Braun, in a Friday filing, suggested two potential paths toward resolution. Neither Polanski nor Braun seek to justify the director's conduct in 1977 that led to the case, but they question "the honesty and integrity of some members of the criminal justice system" and hope the current court "has the wisdom and competence to resolve this ancient case."
First, Braun suggests the court sentence Polanski in absentia to 334 days in custody, which is equal to the time he's already served over the years in the U.S. and Switzerland. Alternatively, he suggests that Polanski could return to L.A. to receive that sentence if the court recalls its arrest warrant for 90 days so the director could travel without worry of being arrested.
"Mr. Polanski has been arrested three times on this case including [in] Los Angeles, Switzerland, and Poland," writes Braun. "Because he does not owe any additional custody time to the court, there would be no purpose in an additional arrest other than to assert personal jurisdiction."
Gordon also on Friday denied Polanski's request to unseal the sworn testimony of former Deputy District Attorney Roger Gunson, who originally prosecuted the case. (Read the full decision below.)
Geimer sent The Hollywood Reporter a statement Friday in response to the decision.
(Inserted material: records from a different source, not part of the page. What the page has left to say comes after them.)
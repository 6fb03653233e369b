// src/views/user.rs

use maud::{Markup, html};

use super::{Page, layout, percent, timestamp};
use crate::models::{
    chapter::Chapter,
    question::Question,
    quiz::{QuizDetail, QuizSummary},
    score::{Score, ScoreRecord, answer_field},
    subject::{Subject, SubjectQuizCount},
};

pub struct Dashboard<'a> {
    pub subjects: &'a [SubjectQuizCount],
    pub recent_scores: &'a [ScoreRecord],
    pub total_attempts: i64,
    /// Already rounded to two decimals.
    pub average_score: f64,
}

pub fn dashboard(page: &Page<'_>, data: &Dashboard<'_>) -> Markup {
    let name = page.user.map(|u| u.full_name.as_str()).unwrap_or_default();

    layout(
        page,
        "Dashboard",
        html! {
            h1 class="h3 mb-4" { "Welcome, " (name) }
            div class="row g-3 mb-4" {
                div class="col-md-6" {
                    div.card { div.card-body {
                        div.text-muted { "Attempts" }
                        div class="display-6" { (data.total_attempts) }
                    } }
                }
                div class="col-md-6" {
                    div.card { div.card-body {
                        div.text-muted { "Average score" }
                        div class="display-6" { (percent(data.average_score)) }
                    } }
                }
            }

            h2 class="h5" { "Subjects" }
            div class="list-group mb-4" {
                @for subject in data.subjects {
                    a class="list-group-item list-group-item-action d-flex justify-content-between"
                        href={ "/user/subject/" (subject.id) } {
                        span { (subject.name) }
                        span class="badge bg-primary rounded-pill" { (subject.quiz_count) " quizzes" }
                    }
                }
                @if data.subjects.is_empty() {
                    div.list-group-item.text-muted { "No subjects available yet." }
                }
            }

            h2 class="h5" { "Recent attempts" }
            (score_table(data.recent_scores))
            a href="/user/scores" { "All my scores" }
        },
    )
}

pub fn subject(page: &Page<'_>, subject: &Subject, chapters: &[(Chapter, Vec<QuizSummary>)]) -> Markup {
    layout(
        page,
        &subject.name,
        html! {
            h1 class="h3" { (subject.name) }
            p.text-muted { (subject.description) }
            @for (chapter, quizzes) in chapters {
                div class="card mb-3" {
                    div.card-header { (chapter.name) }
                    div.card-body {
                        @if !chapter.description.is_empty() {
                            p { (chapter.description) }
                        }
                        @if quizzes.is_empty() {
                            p class="text-muted mb-0" { "No quizzes in this chapter yet." }
                        } @else {
                            ul class="list-unstyled mb-0" {
                                @for quiz in quizzes {
                                    li class="mb-1" {
                                        a href={ "/user/quiz/" (quiz.id) } { "Quiz #" (quiz.id) }
                                        " (" (quiz.question_count) " questions, " (quiz.time_duration) " min) "
                                        span.text-muted { (quiz.remarks) }
                                    }
                                }
                            }
                        }
                    }
                }
            }
            @if chapters.is_empty() {
                p.text-muted { "This subject has no chapters yet." }
            }
        },
    )
}

/// The attempt form. Correct answers are never rendered.
pub fn attempt(page: &Page<'_>, quiz: &QuizDetail, questions: &[Question]) -> Markup {
    layout(
        page,
        "Quiz",
        html! {
            h1 class="h3" { (quiz.subject_name) " / " (quiz.chapter_name) " / Quiz #" (quiz.id) }
            p.text-muted { (quiz.remarks) }
            div class="alert alert-secondary" {
                "Time left: "
                span id="quiz-timer" data-duration-minutes=(quiz.time_duration) { (quiz.time_duration) ":00" }
            }
            form id="quiz-form" method="post" action={ "/user/quiz/" (quiz.id) } {
                @for (number, question) in questions.iter().enumerate() {
                    fieldset class="card mb-3" {
                        div.card-body {
                            legend class="h6" { (number + 1) ". " (question.statement) }
                            @let field = answer_field(question.id);
                            @for (slot, text) in question.options() {
                                @let input_id = format!("{field}_{slot}");
                                div.form-check {
                                    input.form-check-input type="radio" id=(input_id) name=(field) value=(slot);
                                    label.form-check-label for=(input_id) { (text) }
                                }
                            }
                        }
                    }
                }
                @if questions.is_empty() {
                    p.text-muted { "This quiz has no questions yet." }
                }
                button.btn.btn-primary type="submit" { "Submit answers" }
            }
        },
    )
}

pub fn result(page: &Page<'_>, quiz: &QuizDetail, score: &Score) -> Markup {
    layout(
        page,
        "Result",
        html! {
            h1 class="h3" { "Result: Quiz #" (quiz.id) }
            p.text-muted { (quiz.subject_name) " / " (quiz.chapter_name) }
            div.card { div.card-body {
                p class="display-6" { (score.total_scored) " / " (score.total_questions) }
                p { (percent(score.percentage())) " correct, submitted " (timestamp(&score.timestamp)) }
            } }
            div class="mt-3" {
                a class="btn btn-primary me-2" href={ "/user/quiz/" (quiz.id) } { "Try again" }
                a class="btn btn-outline-secondary" href="/user/dashboard" { "Back to dashboard" }
            }
        },
    )
}

pub fn scores(page: &Page<'_>, scores: &[ScoreRecord]) -> Markup {
    layout(
        page,
        "My scores",
        html! {
            h1 class="h3 mb-3" { "My scores" }
            (score_table(scores))
        },
    )
}

fn score_table(scores: &[ScoreRecord]) -> Markup {
    html! {
        table.table.table-striped {
            thead {
                tr { th { "When" } th { "Subject" } th { "Chapter" } th { "Quiz" } th { "Score" } th { "%" } }
            }
            tbody {
                @for score in scores {
                    tr {
                        td { (timestamp(&score.timestamp)) }
                        td { (score.subject_name) }
                        td { (score.chapter_name) }
                        td { a href={ "/user/quiz/" (score.quiz_id) "/result" } { "Quiz #" (score.quiz_id) } }
                        td { (score.total_scored) "/" (score.total_questions) }
                        td { (percent(score.percentage())) }
                    }
                }
                @if scores.is_empty() {
                    tr { td colspan="6" class="text-muted" { "No attempts yet." } }
                }
            }
        }
    }
}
"I did not expect the case to be dismissed, but hoped that a sentence of time served could be arranged either by sentencing in absentia or, by appearance by Mr. Polanski on the promise of such sentence," she says. "For those who are infuriated by my desire to see this matter finally put to rest, misconduct revealed or not, I can only say your callous disregard shows who you are. Those who have no sympathy for the anguish of myself or my family care not for victims of sexual assault. Victims are not a commodity to be used to pursue their own agendas. I have braced for this, but still it's a heavy blow on my hopes, I will push on despite my tears and disappointment."